“Nonsense!” replied her practical sister. “If that were all, pray why should Mama take the letter to my father? I regard the matter as settled already. You are going to London for the Season.”

“Oh, if it could be so indeed!” said Arabella, trembling.

Harry, who had abandoned knot-making in favour of trying to stand on his head, overbalanced at this moment, and fell in a heap on the floor, together with a chair, Sophia’s work-box, and a hand-screen, which Margaret had been painting before succumbing to the superior attraction of The Ladies’ Monthly Museum. Beyond begging him not to be such an ape, none of his sisters censured his clumsiness. He picked himself up, remarking scornfully that only a girl would make such a fuss about a mere visit to London. “The slowest thing!” he said. “I should like to know what you think you would do there!”

“Oh, Harry, how can you be so stupid? The balls! The theatres! Assemblies!” uttered Arabella, in choked accents,

I thought you were going there to form an eligible connection,” said Betsy. “That is what Mama said, for I heard her.”

“Then you had no business to be listening!” said Sophia tartly.

“What’s an eligible connection?” demanded Harry, beginning to juggle with several reels of sewing-silk, which had spilled out of the work-box on to the floor.

“I’m sure I don’t know!”

“I do,” offered the invalid. “It’s a splendid marriage, of course.
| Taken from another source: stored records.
// src/lib.rs

pub mod api;
pub mod config;
pub mod conversations;
pub mod error;
pub mod models;
pub mod reactions;
pub mod receipts;
pub mod registry;
pub mod rooms;
pub mod router;
pub mod state;
pub mod uploads;
pub mod websocket;

use axum::{
    Router,
    extract::DefaultBodyLimit,
    routing::{get, post},
};

use crate::state::ChatState;

/// Multipart framing on top of the file itself.
const UPLOAD_BODY_OVERHEAD: usize = 64 * 1024;

/// Build the full axum Router: the event socket, snapshot endpoints and
/// attachment transfer.
pub fn build_router(state: ChatState) -> Router {
    let body_limit = state.uploads.max_bytes() + UPLOAD_BODY_OVERHEAD;

    Router::new()
        .route("/", get(api::index))
        .route("/ws", get(websocket::websocket_handler))
        .route("/api/rooms", get(api::list_rooms))
        .route("/api/rooms/{room_id}/messages", get(api::room_messages))
        .route("/api/users", get(api::list_users))
        .route(
            "/api/upload",
            post(api::upload).layer(DefaultBodyLimit::max(body_limit)),
        )
        .route("/api/download/{stored_name}", get(api::download))
        .with_state(state)
}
And then Bella will invite Sophy and Meg and me to stay with her in London, and we shall all find rich husbands!”

“That I shall certainly not do, miss!” declared Arabella. “Let me tell you that no one will invite you anywhere until you have a little more conduct!”

“Well, Mama did say it,” argued Betsy, in a whining voice. “And you need not think I do not know about such things, because—”

Sophia interrupted her ruthlessly. “If, Betsy, you do not desire me to tell Papa of your shocking lack of delicacy, I advise you to take yourself off to the nursery—where you belong!”